While the proposal to move filtering out of the symbol graph and into DocC is interesting, i believe that is a bigger feature than this thread started with. I think it's an interesting feature, but it should have its own thread instead of trying to use this targeted feature to piggyback it in.

taylorswift · August 6, 2022, 12:06am

i have started a continuing discussion about DocC filtering here

QuietMisdreavus · August 10, 2022, 7:10pm

I've updated the implementation to use the @_documentation(visibility: ...) and @_documentation(metadata: ...) forms i proposed up here.

Karl · August 10, 2022, 7:57pm

This will be difficult for source packages to adopt. Conditional compilation of attributes has never shipped (it is in review right now), so using this in a package would require excluding developers who need to support any currently-released version of Swift, or the imminent 5.7. A comment-based approach would, however, be usable straight away by everybody.

Such a design would require that the markdown processor understand DocC directives, but that seems to be the direction anyway. It would be good to decide just how far we're willing to go beyond standard markdown, so we have a consistent answer about whether these kinds of designs (using directives in doc-comments) are acceptable.

In the future, attributes should be easier to adopt (by source packages as well). But is there an intent for this to go through swift-evolution eventually? The compiler is full of incredibly useful functionality which never goes through evolution and seems to permanently live with a leading underscore. We've thus far not deeply embedded DocC or any documentation engine in to the language itself, and I worry that our hesitation on that is likely to remain, leading to yet another perpetual unstable-but-critical feature in Swift.

But if there is to be an attribute, let's not let it linger - let's get it ready for formal adoption as soon as possible. Let's not give more unstable features a chance to spread and become a defacto part of the language.

taylorswift · August 10, 2022, 8:13pm

a comment based approach would mean that tooling that operates on symbolgraphs would also need to parse and understand markdown. i can’t speak for the DocC stack, but this is a big change for Biome’s SymbolGraphs engine, which currently treats doccomment text as opaque string data.

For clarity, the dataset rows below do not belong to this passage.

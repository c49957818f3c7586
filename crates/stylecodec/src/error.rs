//! Error types for rule-text parsing.
//!
//! Only structurally broken style-sheet text is an error. Unknown properties
//! and values the grammar cannot decompose are routed to the raw-text path
//! and never surface here.

use thiserror::Error;

/// Errors that can occur while parsing style-sheet text.
///
/// # Examples
///
/// ```rust
/// use stylecodec::parser::parse_stylesheet;
/// use stylecodec::CodecError;
///
/// // Missing closing brace
/// let result = parse_stylesheet(".y { color: red");
/// assert!(matches!(result, Err(CodecError::MalformedStylesheet { .. })));
/// ```
#[derive(Error, Debug, Clone, PartialEq, Eq)]
pub enum CodecError {
    /// A selector header could not be matched or a block was not terminated.
    ///
    /// `at` is the byte offset into the caller's text where matching
    /// stopped; `remainder` is the unmatched text from that point on.
    #[error("malformed stylesheet at byte {at}: {}", snippet(.remainder))]
    MalformedStylesheet { at: usize, remainder: String },
}

fn snippet(text: &str) -> String {
    const MAX_CHARS: usize = 40;
    let trimmed = text.trim();
    if trimmed.chars().count() <= MAX_CHARS {
        return trimmed.to_string();
    }
    let mut out: String = trimmed.chars().take(MAX_CHARS).collect();
    out.push_str("...");
    out
}
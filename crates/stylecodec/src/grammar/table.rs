//! The static property table.
//!
//! Maps each editable property to its category, the default value the editor
//! offers when the property is not yet set, and its ordered slot list.
//! Properties missing from this table are "custom": the codec keeps their
//! values verbatim.

use std::fmt;

use crate::grammar::SlotDef;

/// Editor grouping for a property.
#[derive(Debug, Clone, Copy, PartialEq, Eq, Hash)]
pub enum Category {
    Border,
    Background,
    Outline,
    Text,
    Font,
}

impl Category {
    pub fn as_str(&self) -> &'static str {
        match self {
            Category::Border => "border",
            Category::Background => "background",
            Category::Outline => "outline",
            Category::Text => "text",
            Category::Font => "font",
        }
    }
}

impl fmt::Display for Category {
    fn fmt(&self, f: &mut fmt::Formatter<'_>) -> fmt::Result {
        f.write_str(self.as_str())
    }
}

/// Grammar entry for one property.
#[derive(Debug, Clone, Copy, PartialEq, Eq)]
pub struct PropertyInfo {
    pub name: &'static str,
    pub category: Category,
    pub default_value: &'static str,
    pub slots: &'static [SlotDef],
}

/// Looks up a property's grammar entry.
pub fn property_info(name: &str) -> Option<&'static PropertyInfo> {
    PROPERTIES.get(name)
}

/// Looks up a property's slot list.
pub fn slots_for(name: &str) -> Option<&'static [SlotDef]> {
    property_info(name).map(|info| info.slots)
}

/// Iterates all known properties in table order.
pub fn properties() -> impl Iterator<Item = &'static PropertyInfo> {
    PROPERTIES.values()
}

// ============================================================================
// ENUMERATED LITERALS
// ============================================================================

const BORDER_STYLES: &[&str] = &[
    "solid", "none", "hidden", "dotted", "dashed", "double", "ridge", "groove", "outset", "inset",
];

const BACKGROUND_SIZES: &[&str] = &["cover", "auto", "contain"];
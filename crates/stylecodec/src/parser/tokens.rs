//! Low-level lexers shared by the rule-text parser and the value grammar.

use nom::{
    IResult,
    branch::alt,
    bytes::complete::{take_till, take_till1, take_while1},
    character::complete::{char, digit0, digit1, multispace0, one_of},
    combinator::{map_res, opt, recognize, verify},
    sequence::{delimited, pair, preceded, tuple},
};

/// Parses a CSS identifier (alphanumeric characters, dashes, and underscores).
pub fn parse_ident(input: &str) -> IResult<&str, &str> {
    take_while1(|c: char| c.is_alphanumeric() || c == '-' || c == '_')(input)
}

/// Parses a signed decimal number: `10`, `-2.5`, `+.5`, `3.`.
///
/// Digit runs too large for an `f64` are rejected rather than read as
/// infinity.
pub fn parse_number(input: &str) -> IResult<&str, f64> {
    verify(
        map_res(
            recognize(pair(
                opt(one_of("+-")),
                alt((
                    recognize(pair(digit1, opt(pair(char('.'), digit0)))),
                    recognize(pair(char('.'), digit1)),
                )),
            )),
            |s: &str| s.parse::<f64>(),
        ),
        |n: &f64| n.is_finite(),
    )(input)
}

/// Parses `name(` with optional whitespace before the parenthesis.
///
/// The name is matched as a whole word, so `rgb` does not match `rgba(`.
pub fn function_open<'a>(name: &'static str) -> impl FnMut(&'a str) -> IResult<&'a str, ()> {
    move |input: &'a str| {
        let (input, _) = nom::bytes::complete::tag(name)(input)?;
        let (input, _) = tuple((multispace0, char('(')))(input)?;
        Ok((input, ()))
    }
}

/// Parses a double- or single-quoted string, returning the unquoted contents.
pub fn parse_quoted(input: &str) -> IResult<&str, &str> {
    alt((
        delimited(char('"'), take_till(|c: char| c == '"'), char('"')),
        delimited(char('\''), take_till(|c: char| c == '\''), char('\'')),
    ))(input)
}

/// Parses a comma separator with surrounding whitespace.
pub fn comma(input: &str) -> IResult<&str, char> {
    delimited(multispace0, char(','), multispace0)(input)
}

/// Splits off the next whitespace-delimited token after leading whitespace.
pub fn next_token(input: &str) -> IResult<&str, &str> {
    preceded(multispace0, take_till1(char::is_whitespace))(input)
}

/// True when `rest` starts a new token: it is empty or begins with whitespace.
pub fn at_boundary(rest: &str) -> bool {
    rest.chars().next().is_none_or(char::is_whitespace)
}

#[cfg(test)]
mod tests {
    use super::*;

    #[test]
    fn test_number_forms() {
        assert_eq!(parse_number("10px"), Ok(("px", 10.0)));
        assert_eq!(parse_number("-2.5em"), Ok(("em", -2.5)));
        assert_eq!(parse_number("+.5"), Ok(("", 0.5)));
        assert_eq!(parse_number("3."), Ok(("", 3.0)));
        assert!(parse_number("px").is_err());
        assert!(parse_number(".").is_err());
    }

    #[test]
    fn test_number_overflow_is_rejected() {
        let huge = format!("1{}px", "0".repeat(400));
        assert!(parse_number(&huge).is_err());
    }

    #[test]
    fn test_function_open_is_whole_word() {
        assert!(function_open("rgb")("rgb (1,2,3)").is_ok());
        assert!(function_open("rgb")("rgba(1,2,3,1)").is_err());
    }

    #[test]
    fn test_quoted() {
        assert_eq!(parse_quoted("\"a b\" rest"), Ok((" rest", "a b")));
        assert_eq!(parse_quoted("'x'"), Ok(("", "x")));
        assert!(parse_quoted("\"open").is_err());
    }

    #[test]
    fn test_next_token_and_boundary() {
        assert_eq!(next_token("  solid red"), Ok((" red", "solid")));
        assert!(next_token("   ").is_err());
        assert!(at_boundary(""));
        assert!(at_boundary(" x"));
        assert!(!at_boundary("x"));
    }
}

another implication of this would be that symbolgraphs would need to embed parsed markdown trees (instead of raw markdown) since presumably we would not want to parse markdown twice, as this is already the most computationally intensive stage of documentation compilation, at least for Biome.

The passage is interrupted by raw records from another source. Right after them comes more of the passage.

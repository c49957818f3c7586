//! # stylecodec - editable style-rule codec
//!
//! The text side of a CSS-editing widget. This crate turns a block of
//! style-sheet text into an ordered, per-selector model of
//! property/value/enabled triples, decomposes individual values into typed
//! editable slots, re-encodes edited slots into canonical text, and writes the
//! whole model back out with a deterministic selector order.
//!
//! - **Parsing**: [`parse_stylesheet`](parser::parse_stylesheet) builds a [`StyleModel`]
//! - **Grammar**: a static, table-driven slot grammar per property ([`grammar`])
//! - **Codec**: [`decode_value`] / [`encode_value`] between text and [`DecodedValue`]
//! - **Serialization**: [`serialize`](serializer::serialize) with bucketed selector order
//!
//! ## Quick Start
//!
//! ```rust
//! use stylecodec::parser::parse_stylesheet;
//! use stylecodec::serializer::serialize;
//! use stylecodec::{decode_value, encode_value};
//!
//! let model = parse_stylesheet(".x { color: #fff; border-width: 2px; }").unwrap();
//! let color = model.property(".x", "color").unwrap();
//! assert_eq!(color.value, "#fff");
//!
//! let decoded = decode_value("color", &color.value);
//! assert_eq!(encode_value("color", &decoded), "#ffffff");
//!
//! assert_eq!(
//!     serialize(&model),
//!     ".x {\n\tcolor: #fff;\n\tborder-width: 2px;\n}\n"
//! );
//! ```
//!
//! ## Supported Input
//!
//! - Comma-separated selector lists and brace-delimited declaration blocks
//! - `name: value;` declarations, `url("...")` consumed atomically
//! - Block comments (`/* */`), stripped before parsing
//!
//! At-rules, nesting and `!important` are not recognized.
//!
//! ## Modules
//!
//! - [`parser`]: rule-text parsing and selector classification
//! - [`grammar`]: slot and variant definitions, the property table
//! - [`codec`]: decoded value types, decode and encode
//! - [`model`]: the ordered style model
//! - [`serializer`]: canonical re-serialization
//! - [`types`]: color type
//! - [`error`]: error type for malformed input

pub mod codec;
pub mod error;
pub mod grammar;
pub mod model;
pub mod parser;
pub mod serializer;
pub mod types;

pub use codec::{CompositeValue, DecodedValue, SlotValue, SubValue, decode_value, encode_value};
pub use error::CodecError;
pub use model::{Property, RuleSet, SelectorGroups, SelectorKind, StyleModel};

Biome is moving towards an AOT compilation model, and at some point, i do want to see pre-parsed markdown being stored in symbolgraph files instead of getting JITted on the server. but this would require a lot of changes to symbolgraphs in general that i don’t think we are currently prepared to undertake.

correct. my stance towards this is similar to my stance towards SE-0346 — it is not going to be practical to adopt this feature in libraries until we have some kind of lexically-scoped #if. of course, that should not delay pitching and reviewing this feature.

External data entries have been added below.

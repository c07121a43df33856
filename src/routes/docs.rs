use axum::Router;
use utoipa::OpenApi;
use utoipa_swagger_ui::SwaggerUi;

use crate::{services::documentation::ApiDoc, state::SharedState};

/// Swagger UI at `/docs`, reading the session, prize and quiz API from `/api-doc/openapi.json`.
pub fn router(state: SharedState) -> Router<SharedState> {
    Router::<SharedState>::from(SwaggerUi::new("/docs").url("/api-doc/openapi.json", ApiDoc::openapi()))
        .with_state(state)
}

xwu · August 10, 2022, 9:53pm

Not necessarily: In the same way that the Swift tools version can be parsed out of a SwiftPM manifest without the need to parse and understand Swift syntax, the relevant visibility attributes could be restricted to appear on the topmost line of a doc comment, for example, with a restricted number of options such that no parsing or understanding of Markdown is required.

taylorswift · August 10, 2022, 10:02pm

// swift-tools-version:x.x is not a good analogy because that directive has a simple grammar, that i can deduce just by looking at it:

tools-version ::= 
    ' ' * '//' ' ' * 'swift-tools-version'  ' ' * ':' ' ' * minor-version
minor-version ::= 
    unsigned-integer-literal '.' unsigned-integer-literal

it has no disjunctions, and the only conditionals involved are the whitespace/digit *’s.

block directive syntax is comparatively complex. we could impose restrictions to make it easier to parse, like mandating that it be written on one line, with canonical whitespace, but it would be weird to have two different sets of rules for what constitutes a valid block directive.